- **YOUR OBJECTIVE**: Select the lines below containing the word "cost".

- **EXERCISE INPUT**:
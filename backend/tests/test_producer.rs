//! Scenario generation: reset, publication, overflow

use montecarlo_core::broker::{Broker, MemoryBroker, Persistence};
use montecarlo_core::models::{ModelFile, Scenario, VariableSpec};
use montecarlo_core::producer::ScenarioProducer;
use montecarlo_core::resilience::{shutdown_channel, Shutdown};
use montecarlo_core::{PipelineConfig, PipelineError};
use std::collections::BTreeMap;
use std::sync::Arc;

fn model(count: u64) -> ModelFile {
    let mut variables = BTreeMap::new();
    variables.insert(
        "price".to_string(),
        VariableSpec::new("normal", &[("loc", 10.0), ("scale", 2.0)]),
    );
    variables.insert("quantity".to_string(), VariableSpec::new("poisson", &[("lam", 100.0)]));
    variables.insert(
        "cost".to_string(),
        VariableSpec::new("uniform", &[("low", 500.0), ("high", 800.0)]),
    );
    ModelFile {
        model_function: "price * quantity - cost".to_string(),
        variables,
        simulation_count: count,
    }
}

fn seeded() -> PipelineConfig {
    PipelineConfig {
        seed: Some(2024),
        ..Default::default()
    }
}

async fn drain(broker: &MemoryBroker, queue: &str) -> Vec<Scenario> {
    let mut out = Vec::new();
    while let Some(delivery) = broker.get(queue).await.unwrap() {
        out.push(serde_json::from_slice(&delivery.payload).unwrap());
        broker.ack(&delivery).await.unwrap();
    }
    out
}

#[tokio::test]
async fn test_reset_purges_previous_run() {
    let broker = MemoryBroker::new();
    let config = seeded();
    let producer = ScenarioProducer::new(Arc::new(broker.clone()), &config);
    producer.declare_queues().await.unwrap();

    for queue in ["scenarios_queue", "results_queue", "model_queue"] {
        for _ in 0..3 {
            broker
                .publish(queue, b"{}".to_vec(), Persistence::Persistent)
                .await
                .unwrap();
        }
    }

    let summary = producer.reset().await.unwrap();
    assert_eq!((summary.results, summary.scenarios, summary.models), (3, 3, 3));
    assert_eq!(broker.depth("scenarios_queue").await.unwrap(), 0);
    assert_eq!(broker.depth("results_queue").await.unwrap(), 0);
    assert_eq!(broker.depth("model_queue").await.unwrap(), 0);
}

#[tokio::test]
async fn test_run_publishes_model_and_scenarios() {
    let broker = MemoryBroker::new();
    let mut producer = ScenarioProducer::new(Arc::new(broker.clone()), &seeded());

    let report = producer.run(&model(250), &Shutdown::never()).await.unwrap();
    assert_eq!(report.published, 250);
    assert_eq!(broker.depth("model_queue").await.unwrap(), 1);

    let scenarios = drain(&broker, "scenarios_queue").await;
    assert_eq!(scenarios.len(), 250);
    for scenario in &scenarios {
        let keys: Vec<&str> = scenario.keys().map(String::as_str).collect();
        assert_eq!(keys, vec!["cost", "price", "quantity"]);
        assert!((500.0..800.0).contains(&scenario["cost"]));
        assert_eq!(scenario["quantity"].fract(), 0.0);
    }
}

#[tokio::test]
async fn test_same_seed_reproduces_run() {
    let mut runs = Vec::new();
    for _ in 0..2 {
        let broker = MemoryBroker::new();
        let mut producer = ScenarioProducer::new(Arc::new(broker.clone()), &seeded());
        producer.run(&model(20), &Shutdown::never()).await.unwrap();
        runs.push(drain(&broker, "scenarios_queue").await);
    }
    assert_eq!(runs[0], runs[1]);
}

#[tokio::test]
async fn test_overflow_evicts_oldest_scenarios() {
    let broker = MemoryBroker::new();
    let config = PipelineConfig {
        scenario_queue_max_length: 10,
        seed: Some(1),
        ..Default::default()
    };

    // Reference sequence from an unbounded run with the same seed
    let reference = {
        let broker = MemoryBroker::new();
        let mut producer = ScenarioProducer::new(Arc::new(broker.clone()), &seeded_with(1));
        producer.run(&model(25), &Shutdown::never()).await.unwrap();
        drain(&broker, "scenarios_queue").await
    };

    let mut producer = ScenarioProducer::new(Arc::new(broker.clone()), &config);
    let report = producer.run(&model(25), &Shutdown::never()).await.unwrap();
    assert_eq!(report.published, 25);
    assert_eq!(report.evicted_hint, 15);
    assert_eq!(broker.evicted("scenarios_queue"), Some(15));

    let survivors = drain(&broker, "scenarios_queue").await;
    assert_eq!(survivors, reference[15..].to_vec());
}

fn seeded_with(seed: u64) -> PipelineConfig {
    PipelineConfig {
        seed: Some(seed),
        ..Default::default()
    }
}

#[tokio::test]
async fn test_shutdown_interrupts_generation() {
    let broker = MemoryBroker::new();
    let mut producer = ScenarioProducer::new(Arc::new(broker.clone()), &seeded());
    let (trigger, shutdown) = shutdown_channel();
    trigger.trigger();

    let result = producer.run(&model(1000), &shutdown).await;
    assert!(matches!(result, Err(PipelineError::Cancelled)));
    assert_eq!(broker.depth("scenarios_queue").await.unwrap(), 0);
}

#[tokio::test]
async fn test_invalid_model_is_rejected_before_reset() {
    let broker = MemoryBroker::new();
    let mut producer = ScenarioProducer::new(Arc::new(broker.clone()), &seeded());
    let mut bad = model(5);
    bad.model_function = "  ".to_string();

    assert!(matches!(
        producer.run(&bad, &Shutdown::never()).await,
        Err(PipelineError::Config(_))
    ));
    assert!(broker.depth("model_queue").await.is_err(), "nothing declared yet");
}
* * *
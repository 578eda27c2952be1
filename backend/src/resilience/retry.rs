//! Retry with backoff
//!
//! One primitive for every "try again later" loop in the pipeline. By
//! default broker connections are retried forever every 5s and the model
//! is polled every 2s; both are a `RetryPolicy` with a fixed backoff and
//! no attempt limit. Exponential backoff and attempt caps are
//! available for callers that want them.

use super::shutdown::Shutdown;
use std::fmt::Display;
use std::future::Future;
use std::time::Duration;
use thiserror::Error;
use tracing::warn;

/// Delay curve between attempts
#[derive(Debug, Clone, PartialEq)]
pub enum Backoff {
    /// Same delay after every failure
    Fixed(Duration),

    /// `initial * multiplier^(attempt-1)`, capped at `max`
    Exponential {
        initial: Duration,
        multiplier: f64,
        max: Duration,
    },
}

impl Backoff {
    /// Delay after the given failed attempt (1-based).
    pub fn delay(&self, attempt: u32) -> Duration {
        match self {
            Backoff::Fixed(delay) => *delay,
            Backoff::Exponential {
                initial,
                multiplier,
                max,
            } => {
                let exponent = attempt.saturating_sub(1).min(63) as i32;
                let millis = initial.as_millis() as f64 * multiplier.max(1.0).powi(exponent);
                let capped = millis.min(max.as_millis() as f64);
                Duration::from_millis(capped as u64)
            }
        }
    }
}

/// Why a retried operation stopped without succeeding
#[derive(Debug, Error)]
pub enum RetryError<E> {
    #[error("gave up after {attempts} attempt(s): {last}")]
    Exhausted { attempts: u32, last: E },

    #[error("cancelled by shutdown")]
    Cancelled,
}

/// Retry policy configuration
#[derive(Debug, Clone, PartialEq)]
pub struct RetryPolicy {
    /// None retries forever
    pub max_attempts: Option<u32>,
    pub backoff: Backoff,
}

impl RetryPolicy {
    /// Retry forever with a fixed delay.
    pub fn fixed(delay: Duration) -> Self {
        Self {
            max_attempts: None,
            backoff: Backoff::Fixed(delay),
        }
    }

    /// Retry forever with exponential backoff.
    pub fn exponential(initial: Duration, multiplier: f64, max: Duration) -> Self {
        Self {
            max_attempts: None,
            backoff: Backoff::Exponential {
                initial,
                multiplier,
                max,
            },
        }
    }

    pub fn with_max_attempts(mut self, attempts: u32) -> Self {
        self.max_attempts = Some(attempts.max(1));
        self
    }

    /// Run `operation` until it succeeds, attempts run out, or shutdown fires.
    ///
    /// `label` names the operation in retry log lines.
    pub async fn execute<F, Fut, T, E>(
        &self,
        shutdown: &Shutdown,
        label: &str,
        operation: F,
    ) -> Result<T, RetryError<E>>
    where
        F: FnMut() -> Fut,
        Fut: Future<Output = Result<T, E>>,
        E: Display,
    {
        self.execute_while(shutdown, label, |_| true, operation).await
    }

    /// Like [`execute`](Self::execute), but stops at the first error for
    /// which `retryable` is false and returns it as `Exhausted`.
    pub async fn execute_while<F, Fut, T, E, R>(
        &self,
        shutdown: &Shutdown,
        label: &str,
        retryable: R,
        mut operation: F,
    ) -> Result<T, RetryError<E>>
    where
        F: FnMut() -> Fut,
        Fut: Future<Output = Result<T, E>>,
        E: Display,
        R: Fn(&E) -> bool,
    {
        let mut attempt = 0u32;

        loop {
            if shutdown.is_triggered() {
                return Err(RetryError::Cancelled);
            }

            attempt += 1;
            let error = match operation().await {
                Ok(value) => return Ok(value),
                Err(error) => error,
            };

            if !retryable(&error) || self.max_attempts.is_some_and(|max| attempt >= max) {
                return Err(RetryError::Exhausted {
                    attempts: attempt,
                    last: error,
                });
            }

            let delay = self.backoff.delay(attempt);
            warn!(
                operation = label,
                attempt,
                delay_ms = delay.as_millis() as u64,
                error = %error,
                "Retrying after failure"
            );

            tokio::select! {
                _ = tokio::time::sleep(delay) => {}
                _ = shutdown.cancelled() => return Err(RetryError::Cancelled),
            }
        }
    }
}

- **SOLVED PROBLEM**:
        "cost".to_string(),
        model_function: "price * quantity - cost".to_string(),
        assert_eq!(keys, vec!["cost", "price", "quantity"]);
        assert!((500.0..800.0).contains(&scenario["cost"]));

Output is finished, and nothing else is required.